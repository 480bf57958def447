//! Logging initialization

/// Initialize the logging system
///
/// Uses env_logger with default filter level of `info`.
/// Override with RUST_LOG environment variable.
///
/// # Example
/// ```
/// blockbuilder::core::logging::init();
/// log::info!("Session started");
/// ```
pub fn init() {
    // try_init: the host and doctests may both initialize
    let _ = env_logger::Builder::from_env(
        env_logger::Env::default().default_filter_or("info")
    )
    .format_timestamp_millis()
    .try_init();
}
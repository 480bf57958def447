//! Blockbuilder session host.
//!
//! Runs one editing session and drives it through the debug protocol.
//!
//! Usage: cargo run -- [OPTIONS]
//!
//! Options:
//!   --config <PATH>   Session config JSON (default: built-in defaults)
//!   --port <PORT>     Debug server port (default: 9742)
//!   --stdin           Read commands from stdin instead of serving TCP

use std::io::{self, BufRead, Write};
use std::sync::Arc;

use blockbuilder::core::logging;
use blockbuilder::session::{EditSession, LogObserver, SessionConfig};
use blockbuilder_debug::{encode_response, handle_line, DebugServer};

fn main() {
    logging::init();

    let args: Vec<String> = std::env::args().collect();
    let mut config = match parse_str_arg(&args, "--config") {
        Some(path) => match SessionConfig::load(&path) {
            Ok(config) => config,
            Err(e) => {
                log::error!("Failed to load config {}: {}", path, e);
                std::process::exit(1);
            }
        },
        None => SessionConfig::default(),
    };
    if let Some(port) = parse_u16_arg(&args, "--port") {
        config.debug_port = port;
    }

    let mut session = EditSession::new(config);
    session.add_observer(LogObserver);

    if args.iter().any(|a| a == "--stdin") {
        if let Err(e) = run_stdin(&mut session) {
            log::error!("stdin session failed: {}", e);
            std::process::exit(1);
        }
    } else {
        serve(session);
    }
}

/// One command per stdin line, one response per stdout line
fn run_stdin(session: &mut EditSession) -> io::Result<()> {
    let stdin = io::stdin();
    let mut stdout = io::stdout().lock();

    for line in stdin.lock().lines() {
        let line = line?;
        if let Some(response) = handle_line(session, &line) {
            stdout.write_all(encode_response(&response).as_bytes())?;
            stdout.flush()?;
        }
    }
    log::info!("stdin closed, {} blocks in world", session.world().block_count());
    Ok(())
}

/// Serve the debug protocol over TCP until Ctrl-C
fn serve(session: EditSession) {
    let port = session.config().debug_port;
    let rt = match tokio::runtime::Builder::new_multi_thread()
        .enable_all()
        .build()
    {
        Ok(rt) => rt,
        Err(e) => {
            log::error!("Failed to create tokio runtime: {}", e);
            std::process::exit(1);
        }
    };

    rt.block_on(async move {
        let handler = Arc::new(tokio::sync::Mutex::new(session));
        let server = DebugServer::start(handler, port);

        if let Err(e) = tokio::signal::ctrl_c().await {
            log::error!("Failed to listen for Ctrl-C: {}", e);
        }
        log::info!("Shutting down");
        server.shutdown();
    });
}

fn parse_u16_arg(args: &[String], flag: &str) -> Option<u16> {
    args.iter().position(|a| a == flag)
        .and_then(|i| args.get(i + 1))
        .and_then(|s| s.parse().ok())
}

fn parse_str_arg(args: &[String], flag: &str) -> Option<String> {
    args.iter().position(|a| a == flag)
        .and_then(|i| args.get(i + 1))
        .cloned()
}
//! Display colours per block kind, owned by the view side

use std::collections::HashMap;

use crate::voxel::BlockKind;

/// sRGB colour
#[derive(Clone, Copy, Debug, PartialEq, Eq)]
pub struct Rgb(pub u8, pub u8, pub u8);

impl Rgb {
    pub const fn from_hex(hex: u32) -> Self {
        Rgb((hex >> 16) as u8, (hex >> 8) as u8, hex as u8)
    }

    /// `#rrggbb`
    pub fn to_hex_string(self) -> String {
        format!("#{:02x}{:02x}{:02x}", self.0, self.1, self.2)
    }
}

/// Flat colour for each block kind
#[derive(Clone, Debug)]
pub struct BlockPalette {
    colors: HashMap<BlockKind, Rgb>,
}

impl BlockPalette {
    pub fn color(&self, kind: BlockKind) -> Rgb {
        self.colors
            .get(&kind)
            .copied()
            .unwrap_or_else(|| default_color(kind))
    }

    pub fn set_color(&mut self, kind: BlockKind, color: Rgb) {
        self.colors.insert(kind, color);
    }
}

fn default_color(kind: BlockKind) -> Rgb {
    match kind {
        BlockKind::Earth => Rgb::from_hex(0x8d6e63),
        BlockKind::Grass => Rgb::from_hex(0x66bb6a),
        BlockKind::Stone => Rgb::from_hex(0x90a4ae),
        BlockKind::Wood => Rgb::from_hex(0xa1887f),
        BlockKind::Water => Rgb::from_hex(0x4fc3f7),
    }
}

impl Default for BlockPalette {
    fn default() -> Self {
        Self {
            colors: BlockKind::ALL
                .into_iter()
                .map(|k| (k, default_color(k)))
                .collect(),
        }
    }
}
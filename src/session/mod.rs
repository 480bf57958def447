//! Editing session: owns a voxel world and maps rendering-layer gestures
//! (face hit, ground hit, cell hit) onto world operations

pub mod config;
pub mod editor;
pub mod handler;
pub mod mode;
pub mod observer;
pub mod palette;

pub use config::SessionConfig;
pub use editor::{DrawItem, EditSession};
pub use mode::EditMode;
pub use observer::{EditObserver, LogObserver};
pub use palette::{BlockPalette, Rgb};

- _Assignment_: With no words changed, transcribe the records above.

- _Result below_:
repository 480bf57958def447
//! Logging initialization

/// Initialize the logging system
///
/// Uses env_logger with default filter level of `info`.
/// Override with RUST_LOG environment variable.
///
/// # Example
/// ```
/// blockbuilder::core::logging::init();
/// log::info!("Session started");
/// ```
pub fn init() {
    // try_init: the host and doctests may both initialize
    let _ = env_logger::Builder::from_env(
        env_logger::Env::default().default_filter_or("info")
    )
    .format_timestamp_millis()
    .try_init();
}
repository 480bf57958def447
//! Blockbuilder session host.
//!
//! Runs one editing session and drives it through the debug protocol.
//!
//! Usage: cargo run -- [OPTIONS]
//!
//! Options:
//!   --config <PATH>   Session config JSON (default: built-in defaults)
//!   --port <PORT>     Debug server port (default: 9742)
//!   --stdin           Read commands from stdin instead of serving TCP

use std::io::{self, BufRead, Write};
use std::sync::Arc;

use blockbuilder::core::logging;
use blockbuilder::session::{EditSession, LogObserver, SessionConfig};
use blockbuilder_debug::{encode_response, handle_line, DebugServer};

fn main() {
    logging::init();

    let args: Vec<String> = std::env::args().collect();
    let mut config = match parse_str_arg(&args, "--config") {
        Some(path) => match SessionConfig::load(&path) {
            Ok(config) => config,
            Err(e) => {
                log::error!("Failed to load config {}: {}", path, e);
                std::process::exit(1);
            }
        },
        None => SessionConfig::default(),
    };
    if let Some(port) = parse_u16_arg(&args, "--port") {
        config.debug_port = port;
    }

    let mut session = EditSession::new(config);
    session.add_observer(LogObserver);

    if args.iter().any(|a| a == "--stdin") {
        if let Err(e) = run_stdin(&mut session) {
            log::error!("stdin session failed: {}", e);
            std::process::exit(1);
        }
    } else {
        serve(session);
    }
}

/// One command per stdin line, one response per stdout line
fn run_stdin(session: &mut EditSession) -> io::Result<()> {
    let stdin = io::stdin();
    let mut stdout = io::stdout().lock();

    for line in stdin.lock().lines() {
        let line = line?;
        if let Some(response) = handle_line(session, &line) {
            stdout.write_all(encode_response(&response).as_bytes())?;
            stdout.flush()?;
        }
    }
    log::info!("stdin closed, {} blocks in world", session.world().block_count());
    Ok(())
}

/// Serve the debug protocol over TCP until Ctrl-C
fn serve(session: EditSession) {
    let port = session.config().debug_port;
    let rt = match tokio::runtime::Builder::new_multi_thread()
        .enable_all()
        .build()
    {
        Ok(rt) => rt,
        Err(e) => {
            log::error!("Failed to create tokio runtime: {}", e);
            std::process::exit(1);
        }
    };

    rt.block_on(async move {
        let handler = Arc::new(tokio::sync::Mutex::new(session));
        let server = DebugServer::start(handler, port);

        if let Err(e) = tokio::signal::ctrl_c().await {
            log::error!("Failed to listen for Ctrl-C: {}", e);
        }
        log::info!("Shutting down");
        server.shutdown();
    });
}

fn parse_u16_arg(args: &[String], flag: &str) -> Option<u16> {
    args.iter().position(|a| a == flag)
        .and_then(|i| args.get(i + 1))
        .and_then(|s| s.parse().ok())
}

fn parse_str_arg(args: &[String], flag: &str) -> Option<String> {
    args.iter().position(|a| a == flag)
        .and_then(|i| args.get(i + 1))
        .cloned()
}
//! Display colours per block kind, owned by the view side

use std::collections::HashMap;

use crate::voxel::BlockKind;

/// sRGB colour
#[derive(Clone, Copy, Debug, PartialEq, Eq)]
pub struct Rgb(pub u8, pub u8, pub u8);

impl Rgb {
    pub const fn from_hex(hex: u32) -> Self {
        Rgb((hex >> 16) as u8, (hex >> 8) as u8, hex as u8)
    }

    /// `#rrggbb`
    pub fn to_hex_string(self) -> String {
        format!("#{:02x}{:02x}{:02x}", self.0, self.1, self.2)
    }
}

/// Flat colour for each block kind
#[derive(Clone, Debug)]
pub struct BlockPalette {
    colors: HashMap<BlockKind, Rgb>,
}

impl BlockPalette {
    pub fn color(&self, kind: BlockKind) -> Rgb {
        self.colors
            .get(&kind)
            .copied()
            .unwrap_or_else(|| default_color(kind))
    }

    pub fn set_color(&mut self, kind: BlockKind, color: Rgb) {
        self.colors.insert(kind, color);
    }
}

fn default_color(kind: BlockKind) -> Rgb {
    match kind {
        BlockKind::Earth => Rgb::from_hex(0x8d6e63),
        BlockKind::Grass => Rgb::from_hex(0x66bb6a),
        BlockKind::Stone => Rgb::from_hex(0x90a4ae),
        BlockKind::Wood => Rgb::from_hex(0xa1887f),
        BlockKind::Water => Rgb::from_hex(0x4fc3f7),
    }
}

impl Default for BlockPalette {
    fn default() -> Self {
        Self {
            colors: BlockKind::ALL
                .into_iter()
                .map(|k| (k, default_color(k)))
                .collect(),
        }
    }
}
filename src/session/mod.rs
repository 480bf57958def447
//! Editing session: owns a voxel world and maps rendering-layer gestures
//! (face hit, ground hit, cell hit) onto world operations

pub mod config;
pub mod editor;
pub mod handler;
pub mod mode;
pub mod observer;
pub mod palette;

pub use config::SessionConfig;
pub use editor::{DrawItem, EditSession};
pub use mode::EditMode;
pub use observer::{EditObserver, LogObserver};
pub use palette::{BlockPalette, Rgb};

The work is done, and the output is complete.